No. Not yet
.She drew in a slow breath through her nose, held it, then let it out steady. Panic wouldn’t help her here. She knew just how bad the position was, how heavy and inevitable Madeline felt. She needed to keep her head, keep her lungs from burning out before she even tried to fight her way out.
Her heels dug into the canvas, sneakers squealing faintly as she pivoted, toes curling for traction. Each movement was small, deliberate, her hips twitching in subtle shifts, her shoulders testing the frame Madeline had locked around her. Little squirms, not mindless thrashing, probes, searching for a pocket, any gap in the cage.

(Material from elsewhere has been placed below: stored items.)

// API crate clippy configuration
#![allow(clippy::needless_borrows_for_generic_args)] // Sometimes needed for clarity
#![allow(clippy::format_in_format_args)] // Intentional in logging macros
// Test code patterns:
#![cfg_attr(test, allow(clippy::expect_used))]
#![cfg_attr(test, allow(clippy::unwrap_used))]

//! Paywire API Library
//!
//! HTTP surface for the webhook pipeline: gateway ingress, health probes,
//! subscription management and the operator routes.

pub mod config;
pub mod error;
pub mod routes;
pub mod startup;
pub mod state;

pub use config::Config;
pub use error::{ApiError, ApiResult};
pub use routes::create_router;
pub use state::AppState;
//! Payment processor
//!
//! Turns a verified gateway event into a transaction write and a subscription
//! transition. Events touching the same subscription are serialized through a
//! per-subscription lock, and the store's version check catches writers in
//! other processes.

use std::collections::HashMap;
use std::sync::Arc;
use std::time::Duration;

use time::OffsetDateTime;
use tokio::sync::{Mutex, OwnedMutexGuard};
use uuid::Uuid;

use crate::error::{BillingError, BillingResult};
use crate::event::{EventKind, WebhookEvent};
use crate::notifications::{Notifier, SubscriptionNotification};
use crate::store::{BillingStore, Transaction, TransactionStatus, VersionedWrite};
use crate::subscriptions::{Subscription, SubscriptionEvent, SubscriptionStatus, Transition};

/// Lock map is pruned once it grows past this many entries
const LOCK_PRUNE_THRESHOLD: usize = 1024;

/// Per-subscription async locks
#[derive(Clone, Default)]
pub struct SubscriptionLocks {
    locks: Arc<Mutex<HashMap<Uuid, Arc<Mutex<()>>>>>,
}

impl SubscriptionLocks {
    pub fn new() -> Self {
        Self::default()
    }

    /// Wait for exclusive access to one subscription
    pub async fn acquire(&self, subscription_id: Uuid) -> OwnedMutexGuard<()> {
        let lock = {
            let mut locks = self.locks.lock().await;
            if locks.len() > LOCK_PRUNE_THRESHOLD {
                // Only the map holds an idle lock
                locks.retain(|id, l| *id == subscription_id || Arc::strong_count(l) > 1);
            }
            Arc::clone(locks.entry(subscription_id).or_default())
        };
        lock.lock_owned().await
    }

    pub async fn len(&self) -> usize {
        self.locks.lock().await.len()
    }

    pub async fn is_empty(&self) -> bool {
        self.len().await == 0
    }
}

/// What processing did with an event
#[derive(Debug, Clone, PartialEq, Eq)]
pub enum ProcessOutcome {
    /// Subscription moved through the state machine
    Applied {
        subscription_id: Uuid,
        from: SubscriptionStatus,
        to: SubscriptionStatus,
    },
    /// Transaction written, subscription left as is
    Recorded { subscription_id: Uuid },
    /// Same change was applied by an earlier delivery
    AlreadyApplied { subscription_id: Uuid },
    /// Event type with nothing to do
    Ignored,
}

pub struct PaymentProcessor {
    store: Arc<dyn BillingStore>,
    notifier: Arc<dyn Notifier>,
    locks: SubscriptionLocks,
    timeout: Duration,
}

impl PaymentProcessor {
    pub fn new(
        store: Arc<dyn BillingStore>,
        notifier: Arc<dyn Notifier>,
        locks: SubscriptionLocks,
        timeout: Duration,
    ) -> Self {
        Self {
            store,
            notifier,
            locks,
            timeout,
        }
    }

    /// Process a verified event within the processing timeout
    pub async fn process(&self, event: &WebhookEvent) -> BillingResult<ProcessOutcome> {
        match tokio::time::timeout(self.timeout, self.dispatch(event)).await {
            Ok(result) => result,
            Err(_) => {
                tracing::warn!(
                    event_id = %event.event_id,
                    event_type = %event.event_type,
                    timeout_ms = self.timeout.as_millis() as u64,
                    "Webhook processing timed out"
                );
                Err(BillingError::Timeout(self.timeout.as_millis() as u64))
            }
        }
    }

    async fn dispatch(&self, event: &WebhookEvent) -> BillingResult<ProcessOutcome> {
        match event.kind {
            EventKind::ChargeCompleted => {
                self.handle_charge(event, TransactionStatus::Completed).await
            }
            EventKind::ChargeFailed => self.handle_charge(event, TransactionStatus::Failed).await,
            EventKind::SubscriptionCancelled => self.handle_cancellation(event).await,
            EventKind::TransferCompleted => {
                tracing::info!(
                    event_id = %event.event_id,
                    "Transfer completed - no subscription impact"
                );
                Ok(ProcessOutcome::Ignored)
            }
            EventKind::Unknown => {
                tracing::info!(
                    event_id = %event.event_id,
                    event_type = %event.event_type,
                    "Received unhandled webhook event type"
                );
                Ok(ProcessOutcome::Ignored)
            }
        }
    }

    async fn handle_charge(
        &self,
        event: &WebhookEvent,
        status: TransactionStatus,
    ) -> BillingResult<ProcessOutcome> {
        let charge = event.charge()?;
        if charge.amount < 0 {
            return Err(BillingError::Permanent(format!(
                "charge {} has negative amount {}",
                charge.reference, charge.amount
            )));
        }

        let _guard = self.locks.acquire(charge.subscription_id).await;

        let subscription = self.load(charge.subscription_id).await?;
        let existing = self.store.find_transaction(&charge.reference).await?;

        if let Some(tx) = existing.as_ref().filter(|t| t.subscription_id != subscription.id) {
            return Err(BillingError::Permanent(format!(
                "charge {} belongs to subscription {}, not {}",
                charge.reference, tx.subscription_id, subscription.id
            )));
        }

        match existing.as_ref().map(|t| t.status) {
            Some(current) if current == status => {
                tracing::info!(
                    event_id = %event.event_id,
                    reference = %charge.reference,
                    status = status.as_str(),
                    "Charge already recorded"
                );
                return Ok(ProcessOutcome::AlreadyApplied {
                    subscription_id: subscription.id,
                });
            }
            Some(TransactionStatus::Completed) => {
                // A failure notice arriving after the success for the same charge
                tracing::warn!(
                    event_id = %event.event_id,
                    reference = %charge.reference,
                    "Ignoring stale charge failure for completed charge"
                );
                return Ok(ProcessOutcome::AlreadyApplied {
                    subscription_id: subscription.id,
                });
            }
            _ => {}
        }

        let now = OffsetDateTime::now_utc();
        let transaction = Transaction {
            id: existing.as_ref().map_or_else(Uuid::new_v4, |t| t.id),
            subscription_id: subscription.id,
            amount_cents: charge.amount,
            currency: charge.currency.clone(),
            gateway_reference: charge.reference.clone(),
            status,
            failure_reason: charge.failure_reason.clone(),
            created_at: existing.as_ref().map_or(now, |t| t.created_at),
        };

        let sub_event = match status {
            TransactionStatus::Failed => SubscriptionEvent::PaymentFailed {
                reason: charge.failure_reason.clone(),
            },
            _ => SubscriptionEvent::PaymentCompleted {
                amount_cents: charge.amount,
            },
        };

        // A failure that predates the last successful payment is out of order
        let superseded = subscription.status == SubscriptionStatus::Active
            && subscription
                .last_payment_date
                .is_some_and(|paid| event.occurred_at() < paid);

        // Failures on past_due, or superseded ones, are recorded without a transition
        if status == TransactionStatus::Failed
            && (subscription.status == SubscriptionStatus::PastDue || superseded)
        {
            self.store.commit_payment(&transaction, None).await?;
            tracing::info!(
                event_id = %event.event_id,
                subscription_id = %subscription.id,
                reference = %charge.reference,
                current_status = %subscription.status,
                superseded = superseded,
                "Recorded failed charge without transition"
            );
            return Ok(ProcessOutcome::Recorded {
                subscription_id: subscription.id,
            });
        }

        let mut transition = self.transition(&subscription, &sub_event, now, event)?;
        if status == TransactionStatus::Completed {
            // Payment date follows the gateway clock so late failures compare against it
            transition.subscription.last_payment_date = Some(event.occurred_at());
        }
        self.store
            .commit_payment(
                &transaction,
                Some(VersionedWrite {
                    subscription: &transition.subscription,
                    expected_version: subscription.version,
                }),
            )
            .await?;

        Ok(self.finish(event, transition))
    }

    async fn handle_cancellation(&self, event: &WebhookEvent) -> BillingResult<ProcessOutcome> {
        let data = event.cancellation()?;
        let _guard = self.locks.acquire(data.subscription_id).await;
        let subscription = self.load(data.subscription_id).await?;

        let already = if data.at_period_end {
            subscription.cancel_at_period_end
                && matches!(
                    subscription.status,
                    SubscriptionStatus::Active | SubscriptionStatus::PastDue
                )
        } else {
            subscription.status == SubscriptionStatus::Cancelled
        };
        if already {
            return Ok(ProcessOutcome::AlreadyApplied {
                subscription_id: subscription.id,
            });
        }

        let now = OffsetDateTime::now_utc();
        let sub_event = SubscriptionEvent::Cancel {
            at_period_end: data.at_period_end,
        };
        let transition = self.transition(&subscription, &sub_event, now, event)?;
        self.store
            .update_subscription(VersionedWrite {
                subscription: &transition.subscription,
                expected_version: subscription.version,
            })
            .await?;

        Ok(self.finish(event, transition))
    }

    async fn load(&self, subscription_id: Uuid) -> BillingResult<Subscription> {
        self.store
            .get_subscription(subscription_id)
            .await?
            .ok_or_else(|| {
                BillingError::Permanent(format!("subscription {} does not exist", subscription_id))
            })
    }

    fn transition(
        &self,
        subscription: &Subscription,
        sub_event: &SubscriptionEvent,
        now: OffsetDateTime,
        event: &WebhookEvent,
    ) -> BillingResult<Transition> {
        subscription.apply(sub_event, now).inspect_err(|e| {
            tracing::error!(
                event_id = %event.event_id,
                event_type = %event.event_type,
                subscription_id = %subscription.id,
                current_status = %subscription.status,
                attempted = sub_event.name(),
                error = %e,
                "Rejected subscription transition"
            );
        })
    }

    fn finish(&self, event: &WebhookEvent, transition: Transition) -> ProcessOutcome {
        let sub = &transition.subscription;
        tracing::info!(
            event_id = %event.event_id,
            event_type = %event.event_type,
            subscription_id = %sub.id,
            from = %transition.from,
            to = %transition.to,
            version = sub.version,
            "Subscription transition applied"
        );

        if let Some(kind) = transition.notification {
            self.notifier
                .notify(SubscriptionNotification::for_subscription(kind, sub));
        }

        ProcessOutcome::Applied {
            subscription_id: sub.id,
            from: transition.from,
            to: transition.to,
        }
    }
}

#[cfg(test)]
pub(crate) mod test_support {
    use serde_json::json;
    use uuid::Uuid;

    use crate::event::WebhookEvent;

    pub fn event_body(id: &str, event_type: &str, data: serde_json::Value) -> Vec<u8> {
        json!({
            "id": id,
            "type": event_type,
            "created_at": 1_700_000_000,
            "data": data,
        })
        .to_string()
        .into_bytes()
    }

    pub fn charge_body(
        id: &str,
        event_type: &str,
        reference: &str,
        sub: Uuid,
        amount: i64,
    ) -> Vec<u8> {
        event_body(
            id,
            event_type,
            json!({ "reference": reference, "subscription_id": sub, "amount": amount }),
        )
    }

    /// Charge event stamped with its own gateway time
    pub fn charge_event_at(
        id: &str,
        event_type: &str,
        reference: &str,
        sub: Uuid,
        created_at: i64,
    ) -> WebhookEvent {
        let body = json!({
            "id": id,
            "type": event_type,
            "created_at": created_at,
            "data": { "reference": reference, "subscription_id": sub, "amount": 1999 },
        })
        .to_string();
        WebhookEvent::parse(body.as_bytes()).unwrap()
    }

    pub fn charge_event(
        id: &str,
        event_type: &str,
        reference: &str,
        sub: Uuid,
        amount: i64,
    ) -> WebhookEvent {
        WebhookEvent::parse(&charge_body(id, event_type, reference, sub, amount)).unwrap()
    }
}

Every time she twisted, she felt the veteran’s weight adjust, smothering, snuffing the attempt. But Parker didn’t stop. She rolled her shoulder again, shifted her hips, trying to create pressure in odd angles, baiting for a reaction, hunting for the rhythm of Madeline’s control. To attack and retreat to a new front, make an opening for herself.
Her breaths came steady, measured, though sweat beaded at her hairline and her muscles started to burn. She could endure. She had to. If she could just stabilize, survive long enough, an opening would come. She had to believe that. And when it did, Parker swore she’d seize it, throwing everything she had to claim it, be it freedom or a chance to claim a better position.